Statecraft and stagecraft across the pond

The costumes are rather more lavish and the situations more domestic in Trelawny of the Wells, at the Donmar Warehouse, the theatrical debut of acclaimed film director Joe Wright. This bittersweet Arthur Wing Pinero bonbon of 1898, revamped by Patrick Marber, concerns Rose Trelawney, who attempts to renounce the boards in favor of domestic bliss. But her prospective in-laws revile her gypsy ways.

Wright clearly has affection for the material--and for the plight of jobbing actors everywhere--but he lets his cast run roughshod over the play. Yes, the script calls for exaggerated, melodramatic behavior, but it likely doesn't require quite so much shouting or flailing of limbs.
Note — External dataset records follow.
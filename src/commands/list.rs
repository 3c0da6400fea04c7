//! List the posts of a site

use anyhow::Result;

use crate::content::{PageContext, Post};
use crate::helpers::{format_date, localize, resolve_date_format};
use crate::Site;

/// Print the posts in manifest order, as text or JSON
pub fn run(site: &Site, json: bool) -> Result<()> {
    let posts = site.load_posts()?;

    if json {
        println!("{}", serde_json::to_string_pretty(&posts)?);
        return Ok(());
    }

    let ctx = site.page_context()?;
    println!("Posts ({}):", posts.len());
    for line in listing(&posts, &ctx) {
        println!("  {}", line);
    }

    Ok(())
}

/// One `date - title [url]` line per post
pub fn listing(posts: &[Post], ctx: &PageContext) -> Vec<String> {
    let format = resolve_date_format(ctx.date_format.as_deref());
    posts
        .iter()
        .map(|post| {
            format!(
                "{} - {} [{}]",
                format_date(&localize(&post.date, ctx.timezone), &format),
                post.title,
                post.url
            )
        })
        .collect()
}

#[cfg(test)]
mod tests {
    use super::*;
    use crate::helpers::parse_date;

    #[test]
    fn test_listing() {
        let posts = vec![
            Post::new("Boot ROM", "/boot-rom/", parse_date("2025-01-05", None).unwrap()),
            Post::new("FFI", "/ffi/", parse_date("2024-11-20", None).unwrap()),
        ];
        let ctx = PageContext {
            date_format: Some("%Y-%m-%d".to_string()),
            ..PageContext::default()
        };

        assert_eq!(
            listing(&posts, &ctx),
            vec![
                "2025-01-05 - Boot ROM [/boot-rom/]".to_string(),
                "2024-11-20 - FFI [/ffi/]".to_string(),
            ]
        );
    }

    #[test]
    fn test_listing_default_format() {
        let posts = vec![Post::new("A", "/a/", parse_date("2025-01-05", None).unwrap())];
        assert_eq!(
            listing(&posts, &PageContext::default()),
            vec!["Jan 5, 2025 - A [/a/]".to_string()]
        );
    }
}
At one point Rose complains, "We are only dolls, partly human, with mechanical limbs that will fall into stagey postures, and heads stuffed with sayings out of rubbishy plays." The thesps seem to have taken this as invitation rather than lament.

One way to avoid the problem of overacting is to dispense with live actors altogether--or at least to confuse the issue of what's live and what's recorded. Take Ring, an aural experiment at Battersea Arts Centre. After receiving a set of headphones, you file into a large room in the gorgeous Victorian building and listen to a short introduction, which serves mostly to separate you from your companions. Then all the lights go out--even the exit signs--and you begin to hear sounds, some of them seemingly in the room, others filtered through the headphones. Or are they?
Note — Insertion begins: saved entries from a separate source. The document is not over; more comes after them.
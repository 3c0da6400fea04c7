//! Date helper functions

use std::borrow::Cow;
use std::fmt::Write;

use chrono::format::{Item, StrftimeItems};
use chrono::{
    DateTime, Duration, FixedOffset, LocalResult, NaiveDate, NaiveDateTime, Offset, TimeZone,
};
use chrono_tz::Tz;

/// Format applied when no usable override is given, e.g. "Jan 5, 2025"
pub const DEFAULT_DATE_FORMAT: &str = "%b %-d, %Y";

/// Pick the date format for a render pass
///
/// The override wins when it is present, not blank and parses as a valid
/// format. Anything else yields [`DEFAULT_DATE_FORMAT`].
pub fn resolve_date_format(format: Option<&str>) -> Cow<'_, str> {
    match format.filter(|f| !f.trim().is_empty()) {
        Some(format) => {
            let normalized = to_strftime(format);
            if is_valid_format(&normalized) {
                normalized
            } else {
                tracing::warn!(
                    "Ignoring invalid date format {:?}, using {:?}",
                    format,
                    DEFAULT_DATE_FORMAT
                );
                Cow::Borrowed(DEFAULT_DATE_FORMAT)
            }
        }
        None => Cow::Borrowed(DEFAULT_DATE_FORMAT),
    }
}

/// Check that a strftime string only contains specifiers chrono understands
pub fn is_valid_format(format: &str) -> bool {
    StrftimeItems::new(format).all(|item| !matches!(item, Item::Error))
}

/// Format a date with a strftime string
///
/// Month and weekday names always come out in English, whatever the
/// process locale is.
pub fn format_date<Z: TimeZone>(date: &DateTime<Z>, format: &str) -> String
where
    Z::Offset: std::fmt::Display,
{
    let mut out = String::new();
    if write!(out, "{}", date.format(format)).is_err() {
        out.clear();
        let _ = write!(out, "{}", date.format(DEFAULT_DATE_FORMAT));
    }
    out
}

/// Format a date in ISO 8601 / XML format
pub fn date_xml<Z: TimeZone>(date: &DateTime<Z>) -> String
where
    Z::Offset: std::fmt::Display,
{
    date.format("%Y-%m-%dT%H:%M:%S%:z").to_string()
}

/// Generate a <time> HTML element
pub fn time_tag<Z: TimeZone>(date: &DateTime<Z>, format: &str) -> String
where
    Z::Offset: std::fmt::Display,
{
    format!(
        r#"<time datetime="{}">{}</time>"#,
        date_xml(date),
        format_date(date, format)
    )
}

/// Move a date into the display timezone, if one is configured
pub fn localize(date: &DateTime<FixedOffset>, tz: Option<Tz>) -> DateTime<FixedOffset> {
    match tz {
        Some(tz) => date.with_timezone(&tz).fixed_offset(),
        None => *date,
    }
}

/// Parse a date string in the formats blog tooling commonly emits
///
/// Values without an offset are read as wall-clock time in `tz`, or UTC
/// when no zone is given.
pub fn parse_date(s: &str, tz: Option<Tz>) -> Option<DateTime<FixedOffset>> {
    let s = s.trim();

    if let Ok(dt) = DateTime::parse_from_rfc3339(s) {
        return Some(dt);
    }

    let with_offset = [
        "%Y-%m-%d %H:%M:%S %z",
        "%Y-%m-%d %H:%M:%S%.f %z",
        "%Y-%m-%d %H:%M %z",
        "%Y-%m-%dT%H:%M:%S%z",
        "%Y/%m/%d %H:%M:%S %z",
    ];
    for fmt in with_offset {
        if let Ok(dt) = DateTime::parse_from_str(s, fmt) {
            return Some(dt);
        }
    }

    let naive = [
        "%Y-%m-%d %H:%M:%S",
        "%Y-%m-%d %H:%M:%S%.f",
        "%Y-%m-%dT%H:%M:%S",
        "%Y-%m-%dT%H:%M:%S%.f",
        "%Y-%m-%d %H:%M",
        "%Y/%m/%d %H:%M:%S",
        "%Y/%m/%d %H:%M",
    ];
    for fmt in naive {
        if let Ok(dt) = NaiveDateTime::parse_from_str(s, fmt) {
            return in_zone(dt, tz);
        }
    }

    for fmt in ["%Y-%m-%d", "%Y/%m/%d"] {
        if let Ok(d) = NaiveDate::parse_from_str(s, fmt) {
            return in_zone(d.and_hms_opt(0, 0, 0)?, tz);
        }
    }

    None
}

fn in_zone(naive: NaiveDateTime, tz: Option<Tz>) -> Option<DateTime<FixedOffset>> {
    let Some(tz) = tz else {
        return Some(naive.and_utc().fixed_offset());
    };

    match tz.from_local_datetime(&naive) {
        LocalResult::Single(dt) | LocalResult::Ambiguous(dt, _) => Some(dt.fixed_offset()),
        // Skipped by a DST jump: read it with the offset in force before the gap
        LocalResult::None => {
            let before = tz
                .offset_from_utc_datetime(&(naive - Duration::days(1)))
                .fix();
            let utc = naive - Duration::seconds(i64::from(before.local_minus_utc()));
            Some(tz.from_utc_datetime(&utc).fixed_offset())
        }
    }
}

/// Turn a format string into strftime
///
/// Strings containing `%` are already strftime. Anything else is read as a
/// Moment.js pattern, the convention Hexo configs use.
pub fn to_strftime(format: &str) -> Cow<'_, str> {
    if format.contains('%') {
        Cow::Borrowed(format)
    } else {
        Cow::Owned(moment_to_strftime(format))
    }
}

/// Moment.js tokens, longest first so `MMMM` wins over `MM`
///
/// strftime has no ordinal suffix, so `Do` renders the bare day number.
const MOMENT_TOKENS: &[(&str, &str)] = &[
    ("YYYY", "%Y"),
    ("MMMM", "%B"),
    ("DDDD", "%j"),
    ("dddd", "%A"),
    ("MMM", "%b"),
    ("DDD", "%-j"),
    ("ddd", "%a"),
    ("SSS", "%3f"),
    ("YY", "%y"),
    ("MM", "%m"),
    ("DD", "%d"),
    ("HH", "%H"),
    ("hh", "%I"),
    ("mm", "%M"),
    ("ss", "%S"),
    ("ZZ", "%z"),
    ("LL", "%B %-d, %Y"),
    ("Do", "%-d"),
    ("M", "%-m"),
    ("D", "%-d"),
    ("H", "%-H"),
    ("h", "%-I"),
    ("m", "%-M"),
    ("s", "%-S"),
    ("A", "%p"),
    ("a", "%P"),
    ("Z", "%:z"),
    ("L", "%m/%d/%Y"),
];

fn moment_to_strftime(format: &str) -> String {
    let mut result = String::with_capacity(format.len() * 2);
    let mut rest = format;

    'scan: while let Some(c) = rest.chars().next() {
        // [literal text] is copied through untouched
        if c == '[' {
            if let Some(end) = rest.find(']') {
                result.push_str(&rest[1..end]);
                rest = &rest[end + 1..];
                continue;
            }
        }

        for &(token, strftime) in MOMENT_TOKENS {
            if let Some(tail) = rest.strip_prefix(token) {
                result.push_str(strftime);
                rest = tail;
                continue 'scan;
            }
        }

        result.push(c);
        rest = &rest[c.len_utf8()..];
    }

    result
}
The Queen (Helen Mirren) and Young Elizabeth (Nell Williams) in The Audience.
Johan Persson
The Queen (Helen Mirren) and Young Elizabeth (Nell Williams) in The Audience.

David Rosenberg, the longtime director of the performance group Shunt, relies on a sophisticated technology known as binaural sound recording that nicely confuses boundaries between presence and absence, live and performed. Glen Neath's script, which flits from an encounter group to a noir narrative to a seashore climax, seems still unformed, trying to pack too much into the 50-minute running time. But the combination of the rich sounds and pitch-black setting proves nicely unsettling. It's a spine-tingling new bit of tech and I can't wait to see (or, rather, hear) how subsequent theater artists--American or English--exploit it.